**PROBLEM DESCRIPTION**
Your answer should be one number: the count of lines in the records that include the word "processing".
▬▬▬▬▬▬▬▬▬▬
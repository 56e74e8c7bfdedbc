//! HTTP handlers. Each one is a thin translation between JSON and the
//! application managers.

use super::dto::{
    CheckUserRequest, CheckUserResponse, ErrorResponse, ExtendSessionRequest,
    ExtendSessionResponse, HealthResponse, InitPaymentRequest, InitPaymentResponse,
    NotFoundResponse, PaymentStatusResponse, SessionCheckQuery, WebhookAck,
};
use crate::application::lifecycle::PaymentLifecycleManager;
use crate::application::sessions::AccessSessionManager;
use crate::domain::payment::{Identity, PaymentToken};
use crate::domain::session::AccessStatus;
use crate::error::PaymentError;
use axum::Json;
use axum::body::Bytes;
use axum::extract::{Path, Query, State};
use axum::http::StatusCode;
use axum::response::{IntoResponse, Response};
use rust_decimal::Decimal;
use std::sync::Arc;

const DEBUG_METHOD: &str = "debug";

/// Values applied when a request leaves them out.
#[derive(Debug, Clone)]
pub struct RequestDefaults {
    pub amount: Decimal,
    pub method: String,
    /// Used by the debug extend route when no `seconds` is given.
    pub session_duration: chrono::Duration,
}

/// Shared state handed to every handler.
#[derive(Clone)]
pub struct AppState {
    pub lifecycle: Arc<PaymentLifecycleManager>,
    pub sessions: Arc<AccessSessionManager>,
    pub defaults: Arc<RequestDefaults>,
}

/// Converts `PaymentError` into an HTTP response.
pub struct ApiError(PaymentError);

impl From<PaymentError> for ApiError {
    fn from(err: PaymentError) -> Self {
        Self(err)
    }
}

impl IntoResponse for ApiError {
    fn into_response(self) -> Response {
        let (status, body) = match self.0 {
            PaymentError::ValidationError(msg) => (StatusCode::BAD_REQUEST, ErrorResponse::new(msg)),
            PaymentError::NotFound(msg) => (StatusCode::NOT_FOUND, ErrorResponse::new(msg)),
            PaymentError::GatewayError(reason) => (
                StatusCode::BAD_GATEWAY,
                ErrorResponse::with_details("Payment gateway error", reason),
            ),
            other => {
                tracing::error!(error = %other, "request failed");
                (
                    StatusCode::INTERNAL_SERVER_ERROR,
                    ErrorResponse::new("Internal server error"),
                )
            }
        };
        (status, Json(body)).into_response()
    }
}

pub async fn health() -> Json<HealthResponse> {
    Json(HealthResponse { status: "ok" })
}

pub async fn init_payment(
    State(state): State<AppState>,
    Json(request): Json<InitPaymentRequest>,
) -> Result<Json<InitPaymentResponse>, ApiError> {
    let amount = request.amount.unwrap_or(state.defaults.amount);
    let method = request
        .method
        .unwrap_or_else(|| state.defaults.method.clone());

    let initiated = state
        .lifecycle
        .initiate(&request.identity, amount, &method)
        .await?;

    Ok(Json(InitPaymentResponse {
        token: initiated.token,
        status: initiated.status,
        message: "Payment request sent. Confirm it on your phone.".to_string(),
    }))
}

/// Provider callback. Anything that parses is acknowledged with 200 so the
/// provider stops retrying; processing errors are only logged.
pub async fn payment_webhook(State(state): State<AppState>, body: Bytes) -> Response {
    let event = match state.lifecycle.parse_confirmation(&body) {
        Ok(event) => event,
        Err(e) => {
            tracing::warn!(error = %e, "rejected webhook payload");
            return (
                StatusCode::BAD_REQUEST,
                Json(ErrorResponse::new(e.to_string())),
            )
                .into_response();
        }
    };

    match state.lifecycle.confirm(&event.token, &event.status).await {
        Ok(result) => tracing::info!(token = %event.token, ?result, "webhook processed"),
        Err(e) => tracing::error!(token = %event.token, error = %e, "webhook processing failed"),
    }
    Json(WebhookAck { received: true }).into_response()
}

pub async fn payment_status(
    State(state): State<AppState>,
    Path(token): Path<String>,
) -> Result<Response, ApiError> {
    let token = PaymentToken::from(token);
    match state.lifecycle.status_of(&token).await {
        Ok(record) => Ok(Json(PaymentStatusResponse {
            status: record.status,
            identity: record.identity.to_string(),
        })
        .into_response()),
        Err(PaymentError::NotFound(_)) => {
            Ok((StatusCode::NOT_FOUND, Json(NotFoundResponse::PAYMENT)).into_response())
        }
        Err(e) => Err(e.into()),
    }
}

pub async fn session_check(
    State(state): State<AppState>,
    Query(query): Query<SessionCheckQuery>,
) -> Result<Json<AccessStatus>, ApiError> {
    let identity = Identity::parse(&query.identity)?;
    Ok(Json(state.sessions.check(&identity).await?))
}

pub async fn check_user(
    State(state): State<AppState>,
    Json(request): Json<CheckUserRequest>,
) -> Result<Json<CheckUserResponse>, ApiError> {
    let Some(identity) = request
        .user_number
        .as_deref()
        .and_then(|raw| Identity::parse(raw).ok())
    else {
        return Ok(Json(CheckUserResponse {
            has_access: false,
            remaining_time: None,
            user_number: None,
            message: Some("User number is required".to_string()),
        }));
    };

    let status = state.sessions.check(&identity).await?;
    Ok(Json(CheckUserResponse {
        has_access: status.has_access,
        remaining_time: status.remaining_seconds,
        user_number: Some(identity.to_string()),
        message: None,
    }))
}

/// Grants access without a payment. Only mounted with debug routes enabled.
pub async fn extend_session(
    State(state): State<AppState>,
    Json(request): Json<ExtendSessionRequest>,
) -> Result<Json<ExtendSessionResponse>, ApiError> {
    let identity = Identity::parse(&request.identity)?;
    let duration = match request.seconds {
        Some(seconds) => chrono::Duration::try_seconds(seconds).ok_or_else(|| {
            PaymentError::ValidationError(format!("{seconds} seconds is out of range"))
        })?,
        None => state.defaults.session_duration,
    };

    let expires_at = state
        .sessions
        .activate(&identity, None, DEBUG_METHOD, duration)
        .await?;
    tracing::warn!(%identity, %expires_at, "session granted through debug route");

    Ok(Json(ExtendSessionResponse {
        identity: identity.to_string(),
        expires_at,
    }))
}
▬▬▬▬▬▬▬▬▬▬
**ANSWER TO THE PROBLEM**
2